Baldomero Lillo’nun dilimizde yayımlanan ilk eseri Toprağın Altında, Opera Kitap etiketiyle okuruyla buluştu. Yazarın ana dilinde Sub Sole ve Sub Terra olarak yayımlanan iki eserinin bir araya getirilmesiyle ortaya çıkan Toprağın Altında, on altı öyküden oluşuyor. Bu iki kitabın toplanıp bir kitap hâline getirilmesinin temel sebebi, konu ve tema bütünlüğünün sağlanmak istenmesi. Böylelikle Lillo’nun edebiyatının, üzerinde durduğu, anlatmak istediği mücadelenin okura daha hızlı ulaşması amaçlanmış. Banu Karakaş’ın çevirdiği Toprağın Altında 224 sayfalık hacimli bir öykü kitabı.

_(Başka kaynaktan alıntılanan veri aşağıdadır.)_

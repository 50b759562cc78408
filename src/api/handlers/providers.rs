//! Provider management handlers

use axum::extract::{Path, State};
use axum::response::IntoResponse;
use axum::Json;
use serde::Deserialize;
use tracing::info;

use crate::api::server::AppState;
use crate::error::RuleSyncError;
use crate::models::RuleProvider;

/// List configured providers
pub async fn list_providers(State(state): State<AppState>) -> impl IntoResponse {
    Json(state.config.snapshot().rule_providers)
}

/// Replace the whole provider list
pub async fn replace_providers(
    State(state): State<AppState>,
    Json(providers): Json<Vec<RuleProvider>>,
) -> Result<impl IntoResponse, RuleSyncError> {
    for provider in &providers {
        if provider.name.is_empty() {
            return Err(RuleSyncError::InvalidConfig(
                "provider name must not be empty".to_string(),
            ));
        }
        if provider.url.is_empty() {
            return Err(RuleSyncError::InvalidConfig(format!(
                "provider {} has no URL",
                provider.name
            )));
        }
    }

    info!("Replacing provider list ({} entries)", providers.len());
    state.config.replace_providers(providers)?;
    Ok(Json(state.config.snapshot().rule_providers))
}

#[derive(Debug, Deserialize)]
pub struct SetEnabledRequest {
    pub enabled: bool,
}

/// Enable or disable one provider
pub async fn set_enabled(
    State(state): State<AppState>,
    Path(name): Path<String>,
    Json(req): Json<SetEnabledRequest>,
) -> Result<impl IntoResponse, RuleSyncError> {
    state.config.set_provider_enabled(&name, req.enabled)?;
    info!(provider = %name, enabled = req.enabled, "Provider toggled");

    // set_provider_enabled guarantees the provider exists
    let provider = state
        .config
        .provider(&name)
        .ok_or_else(|| RuleSyncError::ProviderNotFound { name })?;
    Ok(Json(provider))
}
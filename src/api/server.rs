//! API server using Axum

use std::net::{Ipv4Addr, SocketAddr};
use std::sync::Arc;
use std::time::Instant;

use tokio::sync::watch;
use tower_http::cors::CorsLayer;
use tower_http::trace::TraceLayer;
use tracing::{info, instrument};

use crate::config::ConfigStore;
use crate::control::ControlApi;
use crate::error::{Result, RuleSyncError};
use crate::rules::SyncEngine;
use crate::watchdog::{ProcessMonitor, RecoveryManager};

use super::routes;

/// Shared state for API handlers
#[derive(Clone)]
pub struct AppState {
    pub engine: Arc<SyncEngine>,
    pub monitor: Arc<ProcessMonitor>,
    pub recovery: Arc<RecoveryManager>,
    pub control: Arc<ControlApi>,
    pub config: ConfigStore,
    pub started_at: Instant,
}

/// API server
pub struct ApiServer {
    port: u16,
    state: AppState,
}

impl ApiServer {
    pub fn new(
        port: u16,
        engine: Arc<SyncEngine>,
        monitor: Arc<ProcessMonitor>,
        recovery: Arc<RecoveryManager>,
        control: Arc<ControlApi>,
        config: ConfigStore,
    ) -> Self {
        let state = AppState {
            engine,
            monitor,
            recovery,
            control,
            config,
            started_at: Instant::now(),
        };

        Self { port, state }
    }

    fn build_router(&self) -> axum::Router {
        routes::create_router(self.state.clone())
            .layer(CorsLayer::permissive())
            .layer(TraceLayer::new_for_http())
    }

    /// Run the API server. Binds to loopback only; the API is for the local
    /// dashboard, not the network.
    #[instrument(skip(self, shutdown))]
    pub async fn run(&self, mut shutdown: watch::Receiver<bool>) -> Result<()> {
        let addr = SocketAddr::from((Ipv4Addr::LOCALHOST, self.port));
        let router = self.build_router();

        info!("API server listening on {}", addr);

        let listener = tokio::net::TcpListener::bind(addr).await?;

        axum::serve(listener, router)
            .with_graceful_shutdown(async move {
                let _ = shutdown.changed().await;
            })
            .await
            .map_err(|e| RuleSyncError::Internal(e.to_string()))?;

        info!("API server shut down");
        Ok(())
    }
}

#[cfg(test)]
pub(crate) mod test_support {
    use super::*;
    use crate::control::ControlApiConfig;
    use crate::rules::FetcherConfig;
    use crate::watchdog::{MonitorConfig, RecoveryConfig};
    use tempfile::TempDir;

    /// State wired to a throwaway config directory and an unreachable proxy
    pub fn app_state(dir: &TempDir) -> AppState {
        let config = ConfigStore::load(dir.path().join("config.json")).unwrap();
        let control = Arc::new(ControlApi::new(
            "http://127.0.0.1:9",
            "",
            ControlApiConfig::default(),
        ));
        let engine = Arc::new(SyncEngine::new(
            config.clone(),
            FetcherConfig::default(),
            dir.path().join("rules"),
        ));
        let monitor = Arc::new(ProcessMonitor::new(
            control.clone(),
            MonitorConfig::default(),
        ));
        let recovery = Arc::new(RecoveryManager::new(
            control.clone(),
            RecoveryConfig {
                cache_path: dir.path().join("relaunch.json"),
                ..RecoveryConfig::default()
            },
        ));

        AppState {
            engine,
            monitor,
            recovery,
            control,
            config,
            started_at: Instant::now(),
        }
    }
}
//! Rule provider model

use serde::{Deserialize, Serialize};

/// What a rule source contains
#[derive(Debug, Clone, Copy, PartialEq, Eq, Serialize, Deserialize)]
#[serde(rename_all = "lowercase")]
pub enum ProviderKind {
    Domain,
    #[serde(alias = "ip-cidr")]
    Ipcidr,
    Mixed,
}

impl ProviderKind {
    /// Kinds whose content can feed the bypass list (domain-shaped entries)
    pub fn is_domain_like(&self) -> bool {
        matches!(self, ProviderKind::Domain | ProviderKind::Mixed)
    }

    pub fn as_str(&self) -> &'static str {
        match self {
            ProviderKind::Domain => "domain",
            ProviderKind::Ipcidr => "ipcidr",
            ProviderKind::Mixed => "mixed",
        }
    }
}

/// One configured named source of routing rules
#[derive(Debug, Clone, Serialize, Deserialize)]
pub struct RuleProvider {
    /// Unique key
    pub name: String,
    /// Source URL
    pub url: String,
    /// Content kind
    #[serde(rename = "type")]
    pub kind: ProviderKind,
    /// Output file name, relative to the rules directory
    pub path: String,
    /// Disabled providers are skipped by every sync pass
    pub enabled: bool,
}

impl RuleProvider {
    /// Whether a single-provider sync of this source also re-merges the
    /// bypass list. Matches the direct/local naming convention and requires a
    /// domain-like kind; intentionally narrower than the full-pass merge.
    pub fn feeds_bypass(&self) -> bool {
        (self.name == "cn_domain" || self.name.contains("direct")) && self.kind.is_domain_like()
    }
}
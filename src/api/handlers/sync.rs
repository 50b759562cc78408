//! Sync trigger and history handlers

use axum::extract::{Path, State};
use axum::response::IntoResponse;
use axum::Json;
use serde_json::json;
use tracing::info;

use crate::api::server::AppState;
use crate::error::RuleSyncError;

/// Run a full sync pass over all enabled providers
pub async fn sync_all(State(state): State<AppState>) -> Result<impl IntoResponse, RuleSyncError> {
    info!("Manual sync requested");
    let all_succeeded = state.engine.sync_all().await?;

    let record = state.engine.history().last().cloned();
    Ok(Json(json!({
        "success": all_succeeded,
        "record": record,
    })))
}

/// Sync a single provider by name
pub async fn sync_one(
    State(state): State<AppState>,
    Path(name): Path<String>,
) -> Result<impl IntoResponse, RuleSyncError> {
    info!(provider = %name, "Manual provider sync requested");
    let succeeded = state.engine.sync_one(&name).await?;

    Ok(Json(json!({
        "provider": name,
        "success": succeeded,
    })))
}

/// Sync history, newest first
pub async fn history(State(state): State<AppState>) -> impl IntoResponse {
    let mut records = state.engine.history();
    records.reverse();
    Json(records)
}

#[cfg(test)]
mod tests {
    use super::*;
    use crate::api::server::test_support::app_state;
    use tempfile::TempDir;

    #[tokio::test]
    async fn test_sync_one_unknown_provider_is_client_error() {
        let dir = TempDir::new().unwrap();
        let state = app_state(&dir);

        let err = sync_one(State(state), Path("nope".to_string()))
            .await
            .err()
            .unwrap();
        assert!(matches!(err, RuleSyncError::ProviderNotFound { .. }));
        assert_eq!(err.status_code(), axum::http::StatusCode::NOT_FOUND);
    }

    #[tokio::test]
    async fn test_history_starts_empty() {
        let dir = TempDir::new().unwrap();
        let response = history(State(app_state(&dir))).await.into_response();

        let body = axum::body::to_bytes(response.into_body(), usize::MAX)
            .await
            .unwrap();
        let json: serde_json::Value = serde_json::from_slice(&body).unwrap();
        assert_eq!(json, serde_json::json!([]));
    }
}
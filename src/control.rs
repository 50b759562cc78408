//! Control API client
//!
//! Thin wrapper around the proxy's local control endpoint. The agent only
//! needs two things from it: a reachability probe (used as a presence
//! fallback and for restart verification) and a reload signal. Endpoint
//! autodetection reads the proxy's own config files with line-oriented
//! extraction; no YAML parser is involved.

use std::path::PathBuf;
use std::time::Duration;

use tracing::{debug, info, warn};

use crate::error::{Result, RuleSyncError};
use crate::rules::bypass;

/// Default control endpoint when detection finds nothing
pub const DEFAULT_API_URL: &str = "http://127.0.0.1:9090";

/// Control API client configuration
#[derive(Clone)]
pub struct ControlApiConfig {
    /// Overall client timeout
    pub request_timeout: Duration,
    /// Per-request timeout for reachability probes
    pub probe_timeout: Duration,
}

impl Default for ControlApiConfig {
    fn default() -> Self {
        Self {
            request_timeout: Duration::from_secs(10),
            probe_timeout: Duration::from_secs(2),
        }
    }
}

/// Client for the proxy's control API
pub struct ControlApi {
    base_url: String,
    secret: String,
    config: ControlApiConfig,
    client: reqwest::Client,
}

impl ControlApi {
    pub fn new(base_url: &str, secret: &str, config: ControlApiConfig) -> Self {
        let client = reqwest::Client::builder()
            .timeout(config.request_timeout)
            .build()
            .unwrap_or_default();

        Self {
            base_url: normalize_base_url(base_url),
            secret: secret.to_string(),
            config,
            client,
        }
    }

    pub fn base_url(&self) -> &str {
        &self.base_url
    }

    /// Probe the control API. Tries `/version` first, then the root path
    /// (older proxies answer only one of the two). Never errors; unreachable
    /// simply means `false`.
    pub async fn probe(&self) -> bool {
        for endpoint in ["/version", "/"] {
            let url = format!("{}{}", self.base_url, endpoint);
            let mut request = self
                .client
                .get(&url)
                .timeout(self.config.probe_timeout);
            if !self.secret.is_empty() {
                request = request.bearer_auth(&self.secret);
            }

            match request.send().await {
                Ok(resp) if resp.status().is_success() => {
                    debug!("Control API reachable via {}", endpoint);
                    return true;
                }
                Ok(resp) => {
                    debug!("Control API {} returned status {}", endpoint, resp.status());
                }
                Err(e) => {
                    debug!("Control API {} unreachable: {}", endpoint, e);
                }
            }
        }
        false
    }

    /// Signal a configuration reload. The proxy picks up its settings file on
    /// restart, so this only has to confirm the file is in place; no remote
    /// call is made.
    pub async fn reload(&self) -> Result<()> {
        let path = bypass::settings_path()
            .ok_or_else(|| RuleSyncError::NotFound("proxy settings file".to_string()))?;
        info!("Proxy settings refreshed at {}", path.display());
        Ok(())
    }
}

/// Normalize to a scheme-qualified base URL without a trailing slash,
/// defaulting to http:// when no scheme is given. Unparseable input is kept
/// as-is so the probe can fail against it visibly.
fn normalize_base_url(raw: &str) -> String {
    let trimmed = raw.trim().trim_end_matches('/');
    let candidate = if trimmed.contains("://") {
        trimmed.to_string()
    } else {
        format!("http://{}", trimmed)
    };

    match url::Url::parse(&candidate) {
        Ok(parsed) => parsed.as_str().trim_end_matches('/').to_string(),
        Err(e) => {
            warn!("Control API address {} did not parse: {}", candidate, e);
            candidate
        }
    }
}

/// Detected control endpoint
#[derive(Debug, Clone, PartialEq, Eq)]
pub struct DetectedEndpoint {
    pub url: String,
    pub secret: String,
}

/// Autodetect the control endpoint from the proxy's config files. Returns
/// `None` when no candidate file yields a loopback controller address.
pub fn detect_endpoint() -> Option<DetectedEndpoint> {
    for path in candidate_config_paths() {
        let Ok(contents) = std::fs::read_to_string(&path) else {
            continue;
        };
        if let Some(endpoint) = parse_endpoint(&contents) {
            info!(
                "Detected control API {} from {}",
                endpoint.url,
                path.display()
            );
            return Some(endpoint);
        }
        warn!("No controller address in {}", path.display());
    }
    None
}

fn candidate_config_paths() -> Vec<PathBuf> {
    let mut paths = Vec::new();
    if let Some(home) = dirs::home_dir() {
        paths.push(home.join(".config").join("clash").join("config.yaml"));
        paths.push(home.join(".config").join("clash").join("config.yml"));
    }
    for var in ["APPDATA", "LOCALAPPDATA"] {
        if let Ok(base) = std::env::var(var) {
            paths.push(
                PathBuf::from(base)
                    .join("Clash for Windows")
                    .join("config.yaml"),
            );
        }
    }
    paths
}

/// Line-oriented extraction of `external-controller:` and `secret:` from a
/// proxy config document.
fn parse_endpoint(contents: &str) -> Option<DetectedEndpoint> {
    let controller = extract_value(contents, "external-controller:")?;
    let (host, port) = parse_loopback_addr(&controller)?;

    let secret = extract_value(contents, "secret:").unwrap_or_default();

    Some(DetectedEndpoint {
        url: format!("http://{}:{}", host, port),
        secret,
    })
}

/// First top-level `key: value` line, with quotes and trailing comments stripped
fn extract_value(contents: &str, key: &str) -> Option<String> {
    for line in contents.lines() {
        let Some(rest) = line.strip_prefix(key) else {
            continue;
        };
        let value = rest.split('#').next().unwrap_or("").trim();
        let value = value.trim_matches(|c| c == '\'' || c == '"');
        if !value.is_empty() {
            return Some(value.to_string());
        }
    }
    None
}

/// Only loopback controllers are accepted; the agent never talks to a remote
/// control API.
fn parse_loopback_addr(addr: &str) -> Option<(String, u16)> {
    let (host, port) = addr.rsplit_once(':')?;
    let port: u16 = port.parse().ok()?;
    let host = match host {
        "127.0.0.1" | "localhost" => host,
        "" | "0.0.0.0" => "127.0.0.1",
        _ => return None,
    };
    Some((host.to_string(), port))
}

#[cfg(test)]
mod tests {
    use super::*;
    use wiremock::matchers::{method, path};
    use wiremock::{Mock, MockServer, ResponseTemplate};

    #[test]
    fn test_normalize_base_url() {
        assert_eq!(normalize_base_url("127.0.0.1:9090"), "http://127.0.0.1:9090");
        assert_eq!(
            normalize_base_url("http://127.0.0.1:9090/"),
            "http://127.0.0.1:9090"
        );
        assert_eq!(
            normalize_base_url("localhost:9090"),
            "http://localhost:9090"
        );
    }

    #[test]
    fn test_parse_endpoint_with_secret() {
        let contents = "\
port: 7890
external-controller: 127.0.0.1:9090
secret: 'abc123'  # api token
";
        let endpoint = parse_endpoint(contents).unwrap();
        assert_eq!(endpoint.url, "http://127.0.0.1:9090");
        assert_eq!(endpoint.secret, "abc123");
    }

    #[test]
    fn test_parse_endpoint_wildcard_bind_maps_to_loopback() {
        let contents = "external-controller: 0.0.0.0:9090\n";
        let endpoint = parse_endpoint(contents).unwrap();
        assert_eq!(endpoint.url, "http://127.0.0.1:9090");
        assert_eq!(endpoint.secret, "");
    }

    #[test]
    fn test_parse_endpoint_rejects_remote_controller() {
        let contents = "external-controller: 192.168.1.10:9090\n";
        assert!(parse_endpoint(contents).is_none());
    }

    #[tokio::test]
    async fn test_probe_success_on_version() {
        let server = MockServer::start().await;
        Mock::given(method("GET"))
            .and(path("/version"))
            .respond_with(ResponseTemplate::new(200).set_body_string(r#"{"version":"1.18"}"#))
            .mount(&server)
            .await;

        let api = ControlApi::new(&server.uri(), "", ControlApiConfig::default());
        assert!(api.probe().await);
    }

    #[tokio::test]
    async fn test_probe_falls_back_to_root() {
        let server = MockServer::start().await;
        Mock::given(method("GET"))
            .and(path("/version"))
            .respond_with(ResponseTemplate::new(404))
            .mount(&server)
            .await;
        Mock::given(method("GET"))
            .and(path("/"))
            .respond_with(ResponseTemplate::new(200))
            .mount(&server)
            .await;

        let api = ControlApi::new(&server.uri(), "", ControlApiConfig::default());
        assert!(api.probe().await);
    }

    #[tokio::test]
    async fn test_probe_unreachable_is_false() {
        // Port 9 is discard; nothing listens there in the test environment.
        let api = ControlApi::new("http://127.0.0.1:9", "", ControlApiConfig::default());
        assert!(!api.probe().await);
    }
}
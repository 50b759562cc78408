//! RuleSync - Proxy Rule Synchronization Agent
//!
//! A single-host agent that keeps a Clash-family proxy's rule files and
//! bypass list up to date.
//!
//! ## Features
//!
//! - Mirror-aware rule downloads with retries
//! - Concurrent sync passes with a bounded outcome history
//! - Bypass-list merging into the proxy's settings file
//! - Process presence monitoring with start/stop callbacks
//! - Kill-and-relaunch recovery with post-restart verification
//! - Local JSON API for status, sync triggers, and provider management

pub mod api;
pub mod config;
pub mod control;
pub mod error;
pub mod models;
pub mod rules;
pub mod services;
pub mod watchdog;

pub use config::{Config, ConfigStore};
pub use error::{Result, RuleSyncError};
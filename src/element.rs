use chromiumoxide::element::Element as CrElement;

use crate::error::{Error, Result};

/// Wrapper around a chromiumoxide Element, providing a simplified API.
pub struct Element {
    inner: CrElement,
}

impl Element {
    pub(crate) fn new(inner: CrElement) -> Self {
        Self { inner }
    }

    /// Click this element (scrolls into view first).
    pub async fn click(&self) -> Result<()> {
        self.inner.click().await.map_err(Error::Cdp)?;
        Ok(())
    }

    /// Type text into this element.
    pub async fn type_text(&self, text: &str) -> Result<()> {
        self.inner.type_str(text).await.map_err(Error::Cdp)?;
        Ok(())
    }

    /// Get the inner text of this element.
    pub async fn inner_text(&self) -> Result<String> {
        self.inner
            .inner_text()
            .await
            .map_err(Error::Cdp)?
            .ok_or_else(|| Error::ElementNotFound("inner text is empty".into()))
    }
}
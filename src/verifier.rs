//! The fixed verification sequence for the CS2 RCON web frontend.
//!
//! One pass, no retries: navigate, wait for the app shell, check the
//! expected text, fill the connect form, confirm the console input is
//! still disabled, screenshot. Any failure is logged once, captured as an
//! error screenshot, and propagated so the process exits non-zero.

use tracing::{error, info};

use crate::browser::Browser;
use crate::config::VerifyConfig;
use crate::error::{Error, Result};
use crate::page::Page;

/// Selectors that must be present before the app counts as loaded.
pub const READY_SELECTORS: &[&str] = &[".header", ".sidebar", ".console-area"];

/// Literal fragments the rendered document must contain.
pub const REQUIRED_FRAGMENTS: &[&str] = &["CS2 RCON", "Connection", "Console Output"];

/// Connect-form fills, keyed by input placeholder.
pub const FORM_FILLS: &[(&str, &str)] = &[
    ("127.0.0.1", "192.168.1.100"),
    ("27015", "27016"),
    ("\u{2022}\u{2022}\u{2022}\u{2022}\u{2022}\u{2022}\u{2022}\u{2022}", "mypassword"),
];

/// The console command input; must stay disabled until a connection exists.
pub const COMMAND_INPUT: &str = "#commandInput";

pub const SUCCESS_SCREENSHOT: &str = "frontend_verification.png";
pub const ERROR_SCREENSHOT: &str = "error_screenshot.png";

/// Run the whole verification pass. The browser session is released on
/// every exit path.
pub async fn run(config: &VerifyConfig) -> Result<()> {
    let browser = Browser::launch(config).await?;
    let outcome = verify(&browser, config).await;
    if let Err(e) = browser.close().await {
        error!("browser shutdown failed: {e}");
    }
    outcome
}

/// The single error boundary: on any check failure, log it, best-effort
/// capture an error screenshot, and propagate the original error.
async fn verify(browser: &Browser, config: &VerifyConfig) -> Result<()> {
    std::fs::create_dir_all(&config.output_dir)?;
    let page = browser.new_page().await?;

    match run_checks(&page, config).await {
        Ok(()) => Ok(()),
        Err(e) => {
            error!("verification failed: {e}");
            let path = config.output_dir.join(ERROR_SCREENSHOT);
            if let Err(shot_err) = page.screenshot_to_file(&path, false).await {
                error!("could not capture error screenshot: {shot_err}");
            }
            Err(e)
        }
    }
}

async fn run_checks(page: &Page, config: &VerifyConfig) -> Result<()> {
    info!("navigating to {}", config.target_url);
    page.goto(&config.target_url, config.navigation_timeout).await?;

    for selector in READY_SELECTORS {
        page.wait_for_selector(selector).await?;
    }
    info!("app loaded, checking elements");

    let html = page.html().await?;
    let missing = missing_fragments(&html, REQUIRED_FRAGMENTS);
    if !missing.is_empty() {
        return Err(Error::Assertion(format!(
            "expected text not found in page: {}",
            missing.join(", ")
        )));
    }

    for (placeholder, value) in FORM_FILLS {
        page.fill(&placeholder_selector(placeholder), value).await?;
    }

    let disabled = page.is_disabled(COMMAND_INPUT).await?;
    if !disabled {
        return Err(Error::Assertion(format!(
            "{COMMAND_INPUT} should be disabled until a connection is established"
        )));
    }
    info!("console input is disabled as expected");

    info!("taking screenshot");
    let path = config.output_dir.join(SUCCESS_SCREENSHOT);
    page.screenshot_to_file(&path, true).await?;

    info!("verification complete");
    Ok(())
}

/// Return the fragments from `fragments` that `html` does not contain.
pub fn missing_fragments<'a>(html: &str, fragments: &[&'a str]) -> Vec<&'a str> {
    fragments
        .iter()
        .copied()
        .filter(|fragment| !html.contains(fragment))
        .collect()
}

/// CSS selector locating an input by its placeholder attribute.
pub fn placeholder_selector(placeholder: &str) -> String {
    format!("input[placeholder='{placeholder}']")
}

#[cfg(test)]
mod tests {
    use super::*;

    #[test]
    fn missing_fragments_reports_only_absent_text() {
        let html = "<div>CS2 RCON</div><span>Console Output</span>";
        let missing = missing_fragments(html, REQUIRED_FRAGMENTS);
        assert_eq!(missing, vec!["Connection"]);
    }

    #[test]
    fn missing_fragments_empty_when_all_present() {
        let html = "CS2 RCON ... Connection ... Console Output";
        assert!(missing_fragments(html, REQUIRED_FRAGMENTS).is_empty());
    }

    #[test]
    fn placeholder_selector_matches_attribute_syntax() {
        assert_eq!(
            placeholder_selector("127.0.0.1"),
            "input[placeholder='127.0.0.1']"
        );
    }

    #[test]
    fn form_fills_cover_host_port_and_password() {
        assert_eq!(FORM_FILLS.len(), 3);
        let (password_placeholder, password) = FORM_FILLS[2];
        assert_eq!(password_placeholder.chars().count(), 8);
        assert!(password_placeholder.chars().all(|c| c == '\u{2022}'));
        assert_eq!(password, "mypassword");
    }
}
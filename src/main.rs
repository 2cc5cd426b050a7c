use tracing_subscriber::EnvFilter;

use rcon_ui_verify::{verifier, VerifyConfig};

#[tokio::main]
async fn main() -> rcon_ui_verify::Result<()> {
    tracing_subscriber::fmt()
        .with_env_filter(
            EnvFilter::try_from_default_env().unwrap_or_else(|_| EnvFilter::new("info")),
        )
        .init();

    verifier::run(&VerifyConfig::default()).await
}
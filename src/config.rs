use std::path::PathBuf;
use std::time::Duration;

/// Where the app under verification is expected to be reachable.
pub const DEFAULT_TARGET_URL: &str = "http://localhost:5173";

pub struct VerifyConfig {
    /// URL of the frontend under verification.
    pub target_url: String,
    /// Deadline for the initial navigation (default: 60s).
    pub navigation_timeout: Duration,
    /// Wait budget for `wait_for_selector` (default: 30s).
    pub selector_timeout: Duration,
    pub headless: bool,
    pub viewport_width: u32,
    pub viewport_height: u32,
    pub chrome_path: Option<String>,
    /// Directory screenshots are written to.
    pub output_dir: PathBuf,
}

impl Default for VerifyConfig {
    fn default() -> Self {
        Self {
            target_url: DEFAULT_TARGET_URL.to_string(),
            navigation_timeout: Duration::from_secs(60),
            selector_timeout: Duration::from_secs(30),
            headless: true,
            viewport_width: 1920,
            viewport_height: 1080,
            chrome_path: None,
            output_dir: PathBuf::from("verification"),
        }
    }
}

pub struct VerifyConfigBuilder {
    config: VerifyConfig,
}

impl VerifyConfigBuilder {
    pub fn new() -> Self {
        Self {
            config: VerifyConfig::default(),
        }
    }

    pub fn target_url(mut self, url: impl Into<String>) -> Self {
        self.config.target_url = url.into();
        self
    }

    pub fn navigation_timeout(mut self, timeout: Duration) -> Self {
        self.config.navigation_timeout = timeout;
        self
    }

    /// Set the wait budget for `wait_for_selector`.
    pub fn selector_timeout(mut self, timeout: Duration) -> Self {
        self.config.selector_timeout = timeout;
        self
    }

    pub fn headless(mut self, headless: bool) -> Self {
        self.config.headless = headless;
        self
    }

    pub fn viewport(mut self, width: u32, height: u32) -> Self {
        self.config.viewport_width = width;
        self.config.viewport_height = height;
        self
    }

    pub fn chrome_path(mut self, path: impl Into<String>) -> Self {
        self.config.chrome_path = Some(path.into());
        self
    }

    pub fn output_dir(mut self, dir: impl Into<PathBuf>) -> Self {
        self.config.output_dir = dir.into();
        self
    }

    pub fn build(self) -> VerifyConfig {
        self.config
    }
}

impl Default for VerifyConfigBuilder {
    fn default() -> Self {
        Self::new()
    }
}

#[cfg(test)]
mod tests {
    use super::*;

    #[test]
    fn defaults_match_the_verification_script() {
        let config = VerifyConfig::default();
        assert_eq!(config.target_url, "http://localhost:5173");
        assert_eq!(config.navigation_timeout, Duration::from_secs(60));
        assert!(config.headless);
        assert_eq!(config.output_dir, PathBuf::from("verification"));
    }

    #[test]
    fn builder_overrides_defaults() {
        let config = VerifyConfigBuilder::new()
            .target_url("http://localhost:8080")
            .navigation_timeout(Duration::from_secs(5))
            .selector_timeout(Duration::from_millis(500))
            .headless(false)
            .viewport(1280, 720)
            .output_dir("/tmp/shots")
            .build();
        assert_eq!(config.target_url, "http://localhost:8080");
        assert_eq!(config.navigation_timeout, Duration::from_secs(5));
        assert_eq!(config.selector_timeout, Duration::from_millis(500));
        assert!(!config.headless);
        assert_eq!(config.viewport_width, 1280);
        assert_eq!(config.output_dir, PathBuf::from("/tmp/shots"));
    }
}
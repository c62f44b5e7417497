//! Route assembly (`spec.md` §6). Admin endpoints get the loopback/RFC1918
//! gate layered on top; every route gets request-id propagation, security
//! headers, and request tracing, mirroring the teacher's middleware stack.

use axum::middleware;
use axum::routing::{get, post};
use axum::Router;
use tower_http::trace::TraceLayer;

use crate::handlers::admin_status::admin_status;
use crate::handlers::captcha::get_captcha;
use crate::handlers::deploy::deploy;
use crate::handlers::extend::extend;
use crate::handlers::health::health;
use crate::handlers::index::index;
use crate::handlers::logs::logs;
use crate::handlers::metrics::metrics;
use crate::handlers::restart::restart;
use crate::handlers::status::status;
use crate::handlers::stop::stop;
use crate::middleware::{admin_gate, request_id_middleware, security_headers_middleware};
use crate::AppState;

pub fn api_router(state: AppState) -> Router {
    let admin = Router::new()
        .route("/metrics", get(metrics))
        .route("/logs", get(logs))
        .route("/admin/status", get(admin_status))
        .route_layer(middleware::from_fn_with_state(state.clone(), admin_gate));

    let public = Router::new()
        .route("/", get(index))
        .route("/get_captcha", get(get_captcha))
        .route("/deploy", post(deploy))
        .route("/stop", post(stop))
        .route("/restart", post(restart))
        .route("/extend", post(extend))
        .route("/status", get(status))
        .route("/health", get(health));

    public
        .merge(admin)
        .layer(TraceLayer::new_for_http())
        .layer(middleware::from_fn(security_headers_middleware))
        .layer(middleware::from_fn(request_id_middleware))
        .with_state(state)
}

Şili edebiyatının önemli yazarlarından birisi olan Baldomero Lillo, öykülerinde ağırlıklı olarak hiyerarşinin insan ruhunda oluşturduğu bozulmayı, adalet mekanizmasındaki çarpıklığı, sınıfsal çatışmayı, yoksulluğun kişi üzerindeki tahribatını maden işçileri ve onların yakın çevresi üzerinden sert gerçekçi diyebileceğimiz bir üslupla anlatıyor.
Eserin genel portresini çizdiğimize göre öykülerin atmosferi, kişi kadrosu ve Baldomero Lillo edebiyatının öne çıkan özeliklerinden bahsetmek gerekiyor.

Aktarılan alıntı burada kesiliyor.